Of the total of 701 persons, 117 declined to participate in the study and 174 people could not be reached by phone or letter. After an advertisement in a local newspaper in 1 of the 5 cities, an additional 15 people contacted the study coordinator and were screened by phone. In total, 425 people were screened by phone by physiotherapists at the healthcare rehabilitation centres. During the phone screening, 137 people declined to participate when informed about the study, 58 were omitted as they did not fulfil the inclusion criteria, and 87 were excluded based on the exclusion criteria. Four people did not attend for baseline examination, for unknown reasons. A final total of 139 persons with CWP were included in the study and randomized (Fig. 1).
Fig. 1. Consolidated Standards of Reporting Trials (CONSORT) flow diagram of progress of the 2 groups in the randomized controlled study.
Baseline and follow-up examinations
Examinations were conducted at baseline and after 6 months by blinded examiners at the primary healthcare centres.
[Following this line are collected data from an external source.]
//! Change detection between a fetched leaderboard page and the snapshot.
//!
//! One `reconcile` call is one load → merge → save of the whole snapshot.
//! It takes `&mut self`, so two calls can never interleave on the store.

use crate::leaderboard::{Rank, Score, WalletRecord};
use crate::store::{SnapshotEntry, SnapshotStore};
use std::collections::HashSet;
use tracing::{debug, error, info};

/// A watched wallet whose rank or score moved since it was last seen.
#[derive(Debug, Clone, PartialEq)]
pub struct ChangeRecord {
    /// Normalized address.
    pub wallet: String,
    pub old_rank: Rank,
    pub new_rank: Rank,
    pub old_score: Score,
    pub new_score: Score,
}

#[derive(Debug, Clone, Default, PartialEq)]
pub struct Reconciliation {
    /// Watched records on the page, ascending by score, unknown scores last.
    pub found: Vec<WalletRecord>,
    /// In page order.
    pub changes: Vec<ChangeRecord>,
    /// Normalized wallets with no prior snapshot entry, in page order.
    pub discovered: Vec<String>,
}

impl Reconciliation {
    pub fn is_empty(&self) -> bool {
        self.found.is_empty() && self.changes.is_empty()
    }
}

pub struct Reconciler<S> {
    store: S,
    watch_set: HashSet<String>,
}

impl<S: SnapshotStore> Reconciler<S> {
    /// `watch_set` must already be normalized (see `MonitorConfig::watch_set`).
    pub fn new(store: S, watch_set: HashSet<String>) -> Self {
        Self { store, watch_set }
    }

    pub fn store(&self) -> &S {
        &self.store
    }

    pub fn watch_set(&self) -> &HashSet<String> {
        &self.watch_set
    }

    pub fn reconcile(&mut self, task_id: u64, page: &[WalletRecord]) -> Reconciliation {
        let mut result = Reconciliation::default();
        if page.is_empty() {
            debug!(task_id, "empty page, nothing to reconcile");
            return result;
        }

        let mut snapshot = self.store.load();

        for record in page {
            let wallet = record.normalized_wallet();
            if wallet.is_empty() || !self.watch_set.contains(&wallet) {
                continue;
            }

            let current = SnapshotEntry {
                rank: record.rank,
                score: record.score,
            };

            // Upsert first: the previous entry comes back for the diff.
            match snapshot.upsert(wallet.clone(), current) {
                Some(previous) if previous != current => {
                    result.changes.push(ChangeRecord {
                        wallet,
                        old_rank: previous.rank,
                        new_rank: current.rank,
                        old_score: previous.score,
                        new_score: current.score,
                    });
                }
                Some(_) => {}
                None => result.discovered.push(wallet),
            }

            result.found.push(record.clone());
        }

        if !result.found.is_empty() {
            if let Err(e) = self.store.save(&snapshot) {
                error!(task_id, error = %e, "failed to save snapshot");
            }
        }

        result
            .found
            .sort_by(|a, b| a.score.ascending_unknown_last(&b.score));

        if !result.found.is_empty() {
            info!(task_id, "matched wallets:");
            for record in &result.found {
                info!(
                    "  - rank {}: {} (score {:.4})",
                    record.rank, record.wallet, record.score
                );
            }
        }
        info!(
            task_id,
            checked = page.len(),
            found = result.found.len(),
            changes = result.changes.len(),
            discovered = result.discovered.len(),
            "wallet check complete"
        );

        result
    }
}
//! The container codec boundary.
//!
//! The engine never depends on a container's binary layout. It hands a
//! [`MobGraph`] to a codec and gets one back; anything the codec cannot do
//! is a fatal error that aborts the whole operation with nothing partially
//! written.

use std::path::Path;

use conform_common::error::{ConformError, ConformResult};

use crate::graph::MobGraph;

/// Reads and writes mob graphs from/to a container file.
pub trait ContainerCodec {
    fn read(&self, path: &Path) -> ConformResult<MobGraph>;

    fn write(&self, graph: &MobGraph, path: &Path) -> ConformResult<()>;
}

/// Default codec: the object model serialized as JSON.
#[derive(Debug, Clone, Copy, Default)]
pub struct JsonContainer;

impl ContainerCodec for JsonContainer {
    fn read(&self, path: &Path) -> ConformResult<MobGraph> {
        if !path.exists() {
            return Err(ConformError::FileNotFound {
                path: path.to_path_buf(),
            });
        }
        let content = std::fs::read_to_string(path).map_err(|e| ConformError::Io {
            path: path.to_path_buf(),
            source: e,
        })?;
        serde_json::from_str(&content).map_err(|e| ConformError::Parse {
            path: path.to_path_buf(),
            source: e,
        })
    }

    fn write(&self, graph: &MobGraph, path: &Path) -> ConformResult<()> {
        // Serialize fully before touching the destination.
        let json = serde_json::to_string_pretty(graph).map_err(|e| ConformError::Parse {
            path: path.to_path_buf(),
            source: e,
        })?;
        std::fs::write(path, json).map_err(|e| ConformError::Io {
            path: path.to_path_buf(),
            source: e,
        })
    }
}
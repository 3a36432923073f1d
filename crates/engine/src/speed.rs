//! Speed ramp classification and baking.
//!
//! A time-warp operation group carries a speed offset map: a curve from
//! output time to source offset. A constant-slope curve is a linear speed
//! change and collapses to one scalar; anything fancier is only
//! representable as a baked per-output-frame map, and only when the caller
//! asked for that explicitly.

use conform_interchange_model::segment::{
    Interpolation, Parameter, ParameterValue, PARAM_SPEED_OFFSET_MAP, PARAM_SPEED_RATIO,
};
use conform_timeline_model::time::Fraction;

/// Classified speed behavior of one time-warp group.
#[derive(Debug, Clone, PartialEq)]
pub enum SpeedRamp {
    /// No detectable speed change.
    Unity,

    /// Constant speed: source duration over played duration.
    /// Zero is a freeze frame.
    Linear(Fraction),

    /// Source frame index for every output frame.
    Baked(Vec<i64>),

    /// Could not be represented; the caller substitutes unity speed and
    /// records the reason.
    Unsupported { reason: String },
}

/// Inspect a time-warp group's parameters.
///
/// `length` is the group's declared output length; `bake` enables the
/// per-frame fallback for curves beyond a constant slope.
pub fn classify(parameters: &[Parameter], length: i64, bake: bool) -> SpeedRamp {
    let offset_map = find_parameter(parameters, PARAM_SPEED_OFFSET_MAP);

    match offset_map {
        Some(ParameterValue::Varying {
            interpolation: Interpolation::Linear,
            points,
        }) => {
            if points.len() > 2 {
                return fancy(offset_map, length, bake);
            }
            if points.len() == 2 {
                // Two linear points have one slope, and the slope is the
                // scale. The declared ratio only matters when the span is
                // degenerate.
                let span = points[1].time.checked_sub(points[0].time);
                let rise = points[1].value.checked_sub(points[0].value);
                if let (Some(span), Some(rise)) = (span, rise) {
                    if !span.is_zero() {
                        if let Some(slope) = rise.checked_div(span) {
                            return SpeedRamp::Linear(slope);
                        }
                    }
                }
            }
            declared_ratio(parameters, length)
        }
        Some(value @ ParameterValue::Varying { .. }) => fancy(Some(value), length, bake),
        Some(ParameterValue::Constant { .. }) | None => declared_ratio(parameters, length),
    }
}

/// Fall back to the declared constant speed ratio.
fn declared_ratio(parameters: &[Parameter], length: i64) -> SpeedRamp {
    let Some(value) = find_parameter(parameters, PARAM_SPEED_RATIO) else {
        return SpeedRamp::Unsupported {
            reason: "time warp carries neither a usable offset map nor a speed ratio".into(),
        };
    };
    let Some(ratio) = value.as_constant() else {
        return SpeedRamp::Unsupported {
            reason: "declared speed ratio is keyframed".into(),
        };
    };
    if ratio == Fraction::from_int(length) {
        // A ratio equal to the group length marks a freeze frame.
        return SpeedRamp::Linear(Fraction::ZERO);
    }
    match ratio.recip() {
        Some(scale) => SpeedRamp::Linear(scale),
        None => SpeedRamp::Linear(Fraction::ZERO),
    }
}

/// A curve beyond a constant slope: bake it or report it unsupported.
fn fancy(offset_map: Option<&ParameterValue>, length: i64, bake: bool) -> SpeedRamp {
    if !bake {
        return SpeedRamp::Unsupported {
            reason: "keyframed speed curve requires baking, which was not requested".into(),
        };
    }
    let Some(curve) = offset_map else {
        return SpeedRamp::Unsupported {
            reason: "keyframed speed curve has no offset map to sample".into(),
        };
    };
    if length <= 0 {
        return SpeedRamp::Unsupported {
            reason: format!("cannot bake a curve over a length of {length}"),
        };
    }

    let mut map = Vec::with_capacity(length as usize);
    for frame in 0..length {
        match curve.value_at(Fraction::from_int(frame)) {
            Some(value) => {
                // floor to the source frame containing the sampled offset
                let floored = value.num().div_euclid(value.den());
                map.push(floored);
            }
            None => {
                return SpeedRamp::Unsupported {
                    reason: format!("speed curve is not sampleable at frame {frame}"),
                };
            }
        }
    }
    SpeedRamp::Baked(map)
}

fn find_parameter<'a>(parameters: &'a [Parameter], name: &str) -> Option<&'a ParameterValue> {
    parameters.iter().find(|p| p.name == name).map(|p| &p.value)
}
//! Mobs: the nodes of the interchange graph.

use chrono::{DateTime, Utc};
use serde::{Deserialize, Serialize};
use uuid::Uuid;

use conform_timeline_model::time::Fraction;

use crate::segment::{MediaKind, Segment, Slot};

/// Stable unique mob identifier.
#[derive(Debug, Clone, Copy, PartialEq, Eq, Hash, PartialOrd, Ord, Serialize, Deserialize)]
#[serde(transparent)]
pub struct MobId(Uuid);

impl MobId {
    /// Generate a fresh identifier.
    pub fn fresh() -> Self {
        Self(Uuid::new_v4())
    }

    pub fn as_uuid(&self) -> Uuid {
        self.0
    }
}

impl std::fmt::Display for MobId {
    fn fmt(&self, f: &mut std::fmt::Formatter<'_>) -> std::fmt::Result {
        self.0.fmt(f)
    }
}

/// Role of a mob in the graph.
#[derive(Debug, Clone, PartialEq, Serialize, Deserialize)]
#[serde(tag = "kind", rename_all = "snake_case")]
pub enum MobKind {
    /// An edited sequence.
    Composition,

    /// Renders a source through an effect chain.
    Master,

    /// References raw essence, or another mob one level down.
    Source {
        /// Description of the underlying media, when this mob is the end
        /// of a reference chain.
        essence: Option<EssenceDescriptor>,
    },
}

/// Declared usage of a mob within the container.
#[derive(Debug, Clone, Copy, PartialEq, Eq, Hash, Serialize, Deserialize, Default)]
#[serde(rename_all = "snake_case")]
pub enum MobUsage {
    TopLevel,
    LowerLevel,
    SubClip,
    #[default]
    Unspecified,
}

/// Description of raw essence referenced by a source mob.
#[derive(Debug, Clone, PartialEq, Serialize, Deserialize)]
pub struct EssenceDescriptor {
    /// Locator URL for the media file, when known.
    pub locator: Option<String>,

    /// Native sample rate of the essence.
    pub sample_rate: Fraction,

    /// Essence length in sample-rate units.
    pub length: i64,
}

/// A node in the interchange graph.
#[derive(Debug, Clone, PartialEq, Serialize, Deserialize)]
pub struct Mob {
    pub id: MobId,
    pub name: Option<String>,
    pub kind: MobKind,
    #[serde(default)]
    pub usage: MobUsage,
    pub created_at: DateTime<Utc>,
    pub slots: Vec<Slot>,
}

impl Mob {
    /// Create a mob with a fresh identifier and no slots.
    pub fn new(kind: MobKind, name: Option<String>) -> Self {
        Self {
            id: MobId::fresh(),
            name,
            kind,
            usage: MobUsage::Unspecified,
            created_at: Utc::now(),
            slots: Vec::new(),
        }
    }

    /// Name for display and diagnostics, falling back to the id.
    pub fn display_name(&self) -> String {
        self.name.clone().unwrap_or_else(|| self.id.to_string())
    }

    pub fn is_composition(&self) -> bool {
        matches!(self.kind, MobKind::Composition)
    }

    pub fn is_master(&self) -> bool {
        matches!(self.kind, MobKind::Master)
    }

    pub fn is_source(&self) -> bool {
        matches!(self.kind, MobKind::Source { .. })
    }

    pub fn slot(&self, slot_id: u32) -> Option<&Slot> {
        self.slots.iter().find(|s| s.id == slot_id)
    }

    /// Timeline slots in presentation order: picture before sound,
    /// preserving relative order within each kind.
    pub fn ordered_media_slots(&self) -> Vec<&Slot> {
        let mut ordered: Vec<&Slot> = Vec::with_capacity(self.slots.len());
        ordered.extend(
            self.slots
                .iter()
                .filter(|s| s.media_kind == MediaKind::Picture),
        );
        ordered.extend(
            self.slots
                .iter()
                .filter(|s| s.media_kind == MediaKind::Sound),
        );
        ordered
    }

    /// Start timecode from the primary timecode channel, if present.
    ///
    /// The primary channel is the slot with physical track number 1 whose
    /// components include a timecode segment.
    pub fn start_timecode(&self) -> Option<TimecodeSpan> {
        for slot in &self.slots {
            if slot.physical_track != Some(1) {
                continue;
            }
            let timecode = slot.find_component(|s| matches!(s, Segment::Timecode { .. }));
            if let Some(Segment::Timecode { start, length }) = timecode {
                return Some(TimecodeSpan {
                    start: *start,
                    length: *length,
                    edit_rate: slot.edit_rate,
                });
            }
        }
        None
    }
}

/// Start timecode of a mob, in its declaring slot's edit rate.
#[derive(Debug, Clone, Copy, PartialEq)]
pub struct TimecodeSpan {
    pub start: i64,
    pub length: i64,
    pub edit_rate: Fraction,
}
//! Conform Timeline Model
//!
//! The application-neutral timeline tree Conform transcribes into and out
//! of:
//! - **Time:** exact rational time (`Fraction`, `RationalTime`, `TimeRange`)
//! - **Structure:** `Timeline` → `Track` → `Item` (clip, gap, transition,
//!   nested stack)
//! - **Markers:** named, colored points of interest on tracks and items
//!
//! All durations within one track share a single rational rate; mixed-rate
//! content is re-based at track boundaries by the transcription engine.

pub mod item;
pub mod marker;
pub mod time;
pub mod timeline;

pub use item::*;
pub use marker::*;
pub use time::*;
pub use timeline::*;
The examinations included a battery of questionnaires and a test of physical function. Outcome assessment measures were the same in both groups of randomization.
Randomization was performed after baseline examination, using block randomization, in blocks of 6, separately for each site, with sealed, opaque, sequentially numbered envelopes prepared by a statistician. Randomization was performed by a person who was not involved in the examination or intervention. A total of 69 participants were randomized to the intervention group and 70 to the active control group.
Demographic data. Data on age, pain duration, pain localization, pharmacological treatment, tobacco use, country of birth, level of education, family status, economic status, work status, sick-leave, and disability pension were collected via a questionnaire.
Primary outcome measurement. Pain intensity during the previous week was assessed with a 0–100 subscale from the Fibromyalgia Impact Questionnaire (FIQ) (20); FIQ-pain. A lower score indicates less pain. FIQ-pain is sensitive to change in pain intensity in persons with CWP (8), and the minimal clinical important difference (MCID) for FIQ-pain has been suggested to be 15% in clinical trials (21).
Secondary outcome measurements. FIQ-total (0–100) assesses overall health status with 10 subscales. A lower score indicates better health. FIQ-total and the subscale FIQ-fatigue, assesses global fatigue, were used as secondary outcomes in the present study (22). FIQ-total has shown satisfactory test-retest reliability and validity among persons with FM (20).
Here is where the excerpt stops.